[Stored items]
-*-*-
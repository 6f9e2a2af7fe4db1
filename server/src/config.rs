//! Server Configuration
//!
//! Loads configuration from environment variables.

use anyhow::{Context, Result};
use std::env;
use std::time::Duration;

use crate::delegation::circuit::CircuitBreakerConfig;
use crate::observability::monitor::HealthThresholds;

/// Server configuration loaded from environment variables.
#[derive(Debug, Clone)]
pub struct Config {
    /// Server bind address (e.g., "0.0.0.0:8080")
    pub bind_address: String,

    /// `PostgreSQL` connection URL
    pub database_url: String,

    /// Redis connection URL
    pub redis_url: String,

    /// Number of async delegation workers (default: 4)
    pub worker_count: usize,

    /// Per-attempt deadline for async job delivery in seconds (default: 30)
    pub async_attempt_deadline_secs: u64,

    /// Consecutive failures before a circuit opens (default: 5)
    pub circuit_failure_threshold: u32,

    /// Seconds an open circuit waits before admitting a trial call (default: 60)
    pub circuit_recovery_timeout_secs: u64,

    /// Consecutive half-open successes before a circuit recloses (default: 3)
    pub circuit_success_threshold: u32,

    /// Freshness window for the cached-result fallback in seconds (default: 300)
    pub fallback_cache_freshness_secs: u64,

    /// Dead-letter count above which the monitor warns (default: 100)
    pub dead_letter_alert_threshold: i64,

    /// Health monitor evaluation interval in seconds (default: 60)
    pub health_interval_secs: u64,

    /// Default sync timeout for newly registered targets in ms (default: 100)
    pub default_timeout_ms: i32,

    /// Default max delivery attempts for async jobs (default: 3)
    pub default_max_attempts: i32,

    /// Default backoff base for async retries in ms (default: 500)
    pub default_backoff_base_ms: i32,

    /// Default backoff cap for async retries in ms (default: 60000)
    pub default_backoff_cap_ms: i32,
}

fn env_parsed<T: std::str::FromStr>(key: &str, default: T) -> T {
    env::var(key).ok().and_then(|v| v.parse().ok()).unwrap_or(default)
}

impl Config {
    /// Load configuration from environment variables.
    pub fn from_env() -> Result<Self> {
        Ok(Self {
            bind_address: env::var("BIND_ADDRESS").unwrap_or_else(|_| "0.0.0.0:8080".into()),
            database_url: env::var("DATABASE_URL").context("DATABASE_URL must be set")?,
            redis_url: env::var("REDIS_URL").unwrap_or_else(|_| "redis://localhost:6379".into()),
            worker_count: env_parsed("DELEGATION_WORKER_COUNT", 4),
            async_attempt_deadline_secs: env_parsed("DELEGATION_ATTEMPT_DEADLINE_SECS", 30),
            circuit_failure_threshold: env_parsed("CIRCUIT_FAILURE_THRESHOLD", 5),
            circuit_recovery_timeout_secs: env_parsed("CIRCUIT_RECOVERY_TIMEOUT_SECS", 60),
            circuit_success_threshold: env_parsed("CIRCUIT_SUCCESS_THRESHOLD", 3),
            fallback_cache_freshness_secs: env_parsed("FALLBACK_CACHE_FRESHNESS_SECS", 300),
            dead_letter_alert_threshold: env_parsed("DEAD_LETTER_ALERT_THRESHOLD", 100),
            health_interval_secs: env_parsed("HEALTH_INTERVAL_SECS", 60),
            default_timeout_ms: env_parsed("DELEGATION_DEFAULT_TIMEOUT_MS", 100),
            default_max_attempts: env_parsed("DELEGATION_DEFAULT_MAX_ATTEMPTS", 3),
            default_backoff_base_ms: env_parsed("DELEGATION_DEFAULT_BACKOFF_BASE_MS", 500),
            default_backoff_cap_ms: env_parsed("DELEGATION_DEFAULT_BACKOFF_CAP_MS", 60_000),
        })
    }

    /// Circuit breaker thresholds from the loaded configuration.
    #[must_use]
    pub const fn circuit_config(&self) -> CircuitBreakerConfig {
        CircuitBreakerConfig {
            failure_threshold: self.circuit_failure_threshold,
            recovery_timeout: Duration::from_secs(self.circuit_recovery_timeout_secs),
            success_threshold: self.circuit_success_threshold,
        }
    }

    /// Alert thresholds for the health monitor.
    #[must_use]
    pub fn health_thresholds(&self) -> HealthThresholds {
        HealthThresholds {
            dead_letter_threshold: self.dead_letter_alert_threshold,
            ..HealthThresholds::default()
        }
    }
}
-*-*-
→ **EXERCISE DESCRIPTION**: Copy down the whole of the data above, matching it exactly.

→ **SOLUTION TO THE EXERCISE**:
repository 6f9e2a2af7fe4db1
filename server/src/config.rs
//! Server Configuration
//!
//! Loads configuration from environment variables.

use anyhow::{Context, Result};
use std::env;
use std::time::Duration;

use crate::delegation::circuit::CircuitBreakerConfig;
use crate::observability::monitor::HealthThresholds;

/// Server configuration loaded from environment variables.
#[derive(Debug, Clone)]
pub struct Config {
    /// Server bind address (e.g., "0.0.0.0:8080")
    pub bind_address: String,

    /// `PostgreSQL` connection URL
    pub database_url: String,

    /// Redis connection URL
    pub redis_url: String,

    /// Number of async delegation workers (default: 4)
    pub worker_count: usize,

    /// Per-attempt deadline for async job delivery in seconds (default: 30)
    pub async_attempt_deadline_secs: u64,

    /// Consecutive failures before a circuit opens (default: 5)
    pub circuit_failure_threshold: u32,

    /// Seconds an open circuit waits before admitting a trial call (default: 60)
    pub circuit_recovery_timeout_secs: u64,

    /// Consecutive half-open successes before a circuit recloses (default: 3)
    pub circuit_success_threshold: u32,

    /// Freshness window for the cached-result fallback in seconds (default: 300)
    pub fallback_cache_freshness_secs: u64,

    /// Dead-letter count above which the monitor warns (default: 100)
    pub dead_letter_alert_threshold: i64,

    /// Health monitor evaluation interval in seconds (default: 60)
    pub health_interval_secs: u64,

    /// Default sync timeout for newly registered targets in ms (default: 100)
    pub default_timeout_ms: i32,

    /// Default max delivery attempts for async jobs (default: 3)
    pub default_max_attempts: i32,

    /// Default backoff base for async retries in ms (default: 500)
    pub default_backoff_base_ms: i32,

    /// Default backoff cap for async retries in ms (default: 60000)
    pub default_backoff_cap_ms: i32,
}

fn env_parsed<T: std::str::FromStr>(key: &str, default: T) -> T {
    env::var(key).ok().and_then(|v| v.parse().ok()).unwrap_or(default)
}

impl Config {
    /// Load configuration from environment variables.
    pub fn from_env() -> Result<Self> {
        Ok(Self {
            bind_address: env::var("BIND_ADDRESS").unwrap_or_else(|_| "0.0.0.0:8080".into()),
            database_url: env::var("DATABASE_URL").context("DATABASE_URL must be set")?,
            redis_url: env::var("REDIS_URL").unwrap_or_else(|_| "redis://localhost:6379".into()),
            worker_count: env_parsed("DELEGATION_WORKER_COUNT", 4),
            async_attempt_deadline_secs: env_parsed("DELEGATION_ATTEMPT_DEADLINE_SECS", 30),
            circuit_failure_threshold: env_parsed("CIRCUIT_FAILURE_THRESHOLD", 5),
            circuit_recovery_timeout_secs: env_parsed("CIRCUIT_RECOVERY_TIMEOUT_SECS", 60),
            circuit_success_threshold: env_parsed("CIRCUIT_SUCCESS_THRESHOLD", 3),
            fallback_cache_freshness_secs: env_parsed("FALLBACK_CACHE_FRESHNESS_SECS", 300),
            dead_letter_alert_threshold: env_parsed("DEAD_LETTER_ALERT_THRESHOLD", 100),
            health_interval_secs: env_parsed("HEALTH_INTERVAL_SECS", 60),
            default_timeout_ms: env_parsed("DELEGATION_DEFAULT_TIMEOUT_MS", 100),
            default_max_attempts: env_parsed("DELEGATION_DEFAULT_MAX_ATTEMPTS", 3),
            default_backoff_base_ms: env_parsed("DELEGATION_DEFAULT_BACKOFF_BASE_MS", 500),
            default_backoff_cap_ms: env_parsed("DELEGATION_DEFAULT_BACKOFF_CAP_MS", 60_000),
        })
    }

    /// Circuit breaker thresholds from the loaded configuration.
    #[must_use]
    pub const fn circuit_config(&self) -> CircuitBreakerConfig {
        CircuitBreakerConfig {
            failure_threshold: self.circuit_failure_threshold,
            recovery_timeout: Duration::from_secs(self.circuit_recovery_timeout_secs),
            success_threshold: self.circuit_success_threshold,
        }
    }

    /// Alert thresholds for the health monitor.
    #[must_use]
    pub fn health_thresholds(&self) -> HealthThresholds {
        HealthThresholds {
            dead_letter_threshold: self.dead_letter_alert_threshold,
            ..HealthThresholds::default()
        }
    }
}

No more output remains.